Not that Carroll's talk was bad. Overall I enjoyed it. Besides "Sean Carroll" seems to be a popular search term, so this blog has gotten a bunch of hits because of him. Now we just need a Sean Carroll video!
1 comment:
I took extensive notes at the technical talk right up until the point where I no longer understood a word he was saying and the powerpoint slides were going too quickly for me to copy them down. He talked primarily about masers and their practical uses (including the maser in the probe that's testing General Relativity).
He also discussed how the leading theories trying to unify GR and QM (Strings, Loop Quantum Gravity, Quintessence) all allow violations of Lorentz symmetry.
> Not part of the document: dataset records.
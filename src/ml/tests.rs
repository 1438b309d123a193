//! End-to-end tests for the ML module

use super::*;
use crate::error::ErrorKind;
use crate::types::RawRow;
use serde_json::{json, Value};
use std::sync::Arc;

const PITCH_TYPES: [&str; 4] = ["FF", "SL", "CH", "CU"];

/// 60 balls in play followed by 40 whiffs, plus a few unmodeled pitches
fn pitcher_rows() -> Vec<RawRow> {
    let mut rows: Vec<RawRow> = (0..100)
        .map(|i| {
            let whiff = i >= 60;
            let outcome = if whiff { "swinging_strike" } else { "hit_into_play" };
            pitch_row(i, PITCH_TYPES[i % 4], outcome)
        })
        .collect();
    rows.insert(10, pitch_row(3, "FF", "ball"));
    rows.insert(50, pitch_row(7, "SL", "foul"));
    rows
}

fn pitch_row(i: usize, pitch_type: &str, description: &str) -> RawRow {
    let whiff = description == "swinging_strike";
    let break_x = if whiff { 4.0 } else { -2.0 };
    let v = json!({
        "pitch_type": pitch_type,
        "release_speed": 86.0 + (i % 13) as f64 * 0.7,
        "release_pos_x": -1.5 - (i % 5) as f64 * 0.1,
        "release_pos_y": 54.0 + (i % 3) as f64 * 0.2,
        "release_spin_rate": 2100 + (i % 17) * 25,
        "spin_axis": 180 + (i % 9) * 10,
        "p_throws": if i % 3 == 0 { "L" } else { "R" },
        "plate_x": (i % 11) as f64 / 10.0 - 0.5 + if whiff { 0.6 } else { 0.0 },
        "plate_z": 2.0 + (i % 7) as f64 / 10.0,
        "vx0": 4.0 + (i % 4) as f64,
        "vy0": -130.0 - (i % 6) as f64,
        "vz0": -5.0 + (i % 8) as f64 * 0.3,
        "ax": -8.0 + break_x,
        "ay": 28.0 + (i % 5) as f64,
        "az": -15.0 + (i % 10) as f64 * 0.4,
        "description": description,
        "game_date": "2017-06-01",
        "player_name": "Sale, Chris"
    });
    match v {
        Value::Object(map) => map,
        _ => unreachable!(),
    }
}

#[test]
fn test_logistic_regression_end_to_end() {
    let table = FeatureSelector::default().select(&pitcher_rows()).unwrap();
    assert_eq!(table.len(), 100);

    let trainer = ModelTrainerEvaluator::default();
    let (pipeline, report) = trainer.train(&table, ModelType::LogisticRegression).unwrap();
    assert!((0.0..=1.0).contains(&report.accuracy));
    assert_eq!(report.train_rows, 90);
    assert_eq!(report.test_rows, 10);

    let registry = Arc::new(ModelRegistry::new());
    let id = registry.register(pipeline);
    let service = PredictionService::new(registry);

    let split = trainer.splitter().split(&table, LABEL_COLUMN).unwrap();
    let held_out = split.test_features.to_records();
    assert_eq!(held_out.len(), 10);

    let response = service.predict(&id.to_string(), &held_out).unwrap();
    assert_eq!(response.prediction.len(), 10);
    assert_eq!(response.prediction_probas.len(), 10);
    for (label, probas) in response.prediction.iter().zip(&response.prediction_probas) {
        assert_eq!(probas.len(), 2);
        assert!((probas.iter().sum::<f64>() - 1.0).abs() < 1e-6);
        assert!(MODELED_OUTCOMES.contains(&label.as_str()));
    }
}

#[test]
fn test_every_model_type_trains() {
    let table = FeatureSelector::default().select(&pitcher_rows()).unwrap();
    let trainer = ModelTrainerEvaluator::default();

    for model_type in ModelType::ALL {
        let (pipeline, report) = trainer.train(&table, model_type).unwrap();
        assert_eq!(pipeline.model_name(), model_type.as_str());
        assert!((0.0..=1.0).contains(&report.accuracy), "{}", model_type);
        assert_eq!(report.classes, vec!["hit_into_play", "swinging_strike"]);
    }
}

#[test]
fn test_unsupported_model_type_is_invalid_input() {
    let table = FeatureSelector::default().select(&pitcher_rows()).unwrap();
    let err = ModelTrainerEvaluator::default()
        .train_named(&table, "unsupported_model")
        .unwrap_err();

    assert_eq!(err.kind(), ErrorKind::InvalidInput);
    assert!(err.to_string().contains("invalid model type"));
}

#[test]
fn test_unregistered_uuid_is_not_found() {
    let service = PredictionService::new(Arc::new(ModelRegistry::new()));
    let rows = vec![pitch_row(0, "FF", "hit_into_play")];

    let err = service
        .predict("00000000-0000-4000-8000-000000000000", &rows)
        .unwrap_err();
    assert_eq!(err.kind(), ErrorKind::NotFound);
}

#[test]
fn test_unknown_category_still_predicts() {
    let table = FeatureSelector::default().select(&pitcher_rows()).unwrap();
    let (pipeline, _) = ModelTrainerEvaluator::default()
        .train(&table, ModelType::RandomForest)
        .unwrap();

    let mut row = pitch_row(5, "EP", "hit_into_play");
    row.remove(LABEL_COLUMN);
    let response = predict_with(&pipeline, &[row]).unwrap();

    assert_eq!(response.prediction.len(), 1);
    let probas = &response.prediction_probas[0];
    assert!(probas.iter().all(|p| (0.0..=1.0).contains(p)));
    assert!((probas.iter().sum::<f64>() - 1.0).abs() < 1e-6);
}

#[test]
fn test_missing_feature_is_invalid_input() {
    let table = FeatureSelector::default().select(&pitcher_rows()).unwrap();
    let (pipeline, _) = ModelTrainerEvaluator::default()
        .train(&table, ModelType::LogisticRegression)
        .unwrap();

    let mut no_column = pitch_row(1, "FF", "hit_into_play");
    no_column.remove("vz0");
    let err = predict_with(&pipeline, &[no_column]).unwrap_err();
    assert_eq!(err.kind(), ErrorKind::InvalidInput);

    let mut null_value = pitch_row(1, "FF", "hit_into_play");
    null_value.insert("plate_x".to_string(), Value::Null);
    let err = predict_with(&pipeline, &[null_value]).unwrap_err();
    assert_eq!(err.kind(), ErrorKind::InvalidInput);
}

#[test]
fn test_selection_without_modeled_rows_cannot_train() {
    let rows: Vec<RawRow> = (0..5).map(|i| pitch_row(i, "FF", "called_strike")).collect();
    let table = FeatureSelector::default().select(&rows).unwrap();
    assert!(table.is_empty());

    let err = ModelTrainerEvaluator::default()
        .train(&table, ModelType::GradientBoosting)
        .unwrap_err();
    assert_eq!(err.kind(), ErrorKind::DataQuality);
}

#[test]
fn test_training_is_reproducible() {
    let table = FeatureSelector::default().select(&pitcher_rows()).unwrap();
    let trainer = ModelTrainerEvaluator::default();

    let (a, report_a) = trainer.train(&table, ModelType::RandomForest).unwrap();
    let (b, report_b) = trainer.train(&table, ModelType::RandomForest).unwrap();
    assert_eq!(report_a.accuracy, report_b.accuracy);

    let records = table.to_records();
    assert_eq!(
        predict_with(&a, &records).unwrap(),
        predict_with(&b, &records).unwrap()
    );
}

#[test]
fn test_overflowing_training_values_are_invalid_input() {
    let rows: Vec<RawRow> = pitcher_rows()
        .into_iter()
        .enumerate()
        .map(|(i, mut row)| {
            if i % 2 == 0 {
                row.insert("release_speed".to_string(), json!(1e308));
            }
            row
        })
        .collect();
    let table = FeatureSelector::default().select(&rows).unwrap();

    let err = ModelTrainerEvaluator::default()
        .train(&table, ModelType::LogisticRegression)
        .unwrap_err();
    assert_eq!(err.kind(), ErrorKind::InvalidInput);
    assert!(err.to_string().contains("release_speed"));
}

#[test]
fn test_out_of_range_prediction_values_are_invalid_input() {
    let table = FeatureSelector::default().select(&pitcher_rows()).unwrap();
    let (pipeline, _) = ModelTrainerEvaluator::default()
        .train(&table, ModelType::LogisticRegression)
        .unwrap();

    let mut row = pitch_row(2, "FF", "hit_into_play");
    row.insert("release_pos_x".to_string(), json!(1e308));
    let err = predict_with(&pipeline, &[row]).unwrap_err();
    assert_eq!(err.kind(), ErrorKind::InvalidInput);
    assert!(err.to_string().contains("release_pos_x"));
}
Apparently, under those models, there is spontaneous Lorentz symmetry breaking at certain orders of magnitude.
The really neat part of the talk was his discussion of hyperpolarization, which allowed the construction of new MRI-type devices, which were portable, used a field of much smaller intensity, and allowed scanning while patients were standing or moving around. They saw this as a major medical breakthrough, and were first able to do a scan of functioning lungs in an upright position, confirming a theory about pulmonary capillaries that had long been medically accepted, but never seen in action.
So, it was neat stuff. I just wish he hadn't gone through it quite so quickly.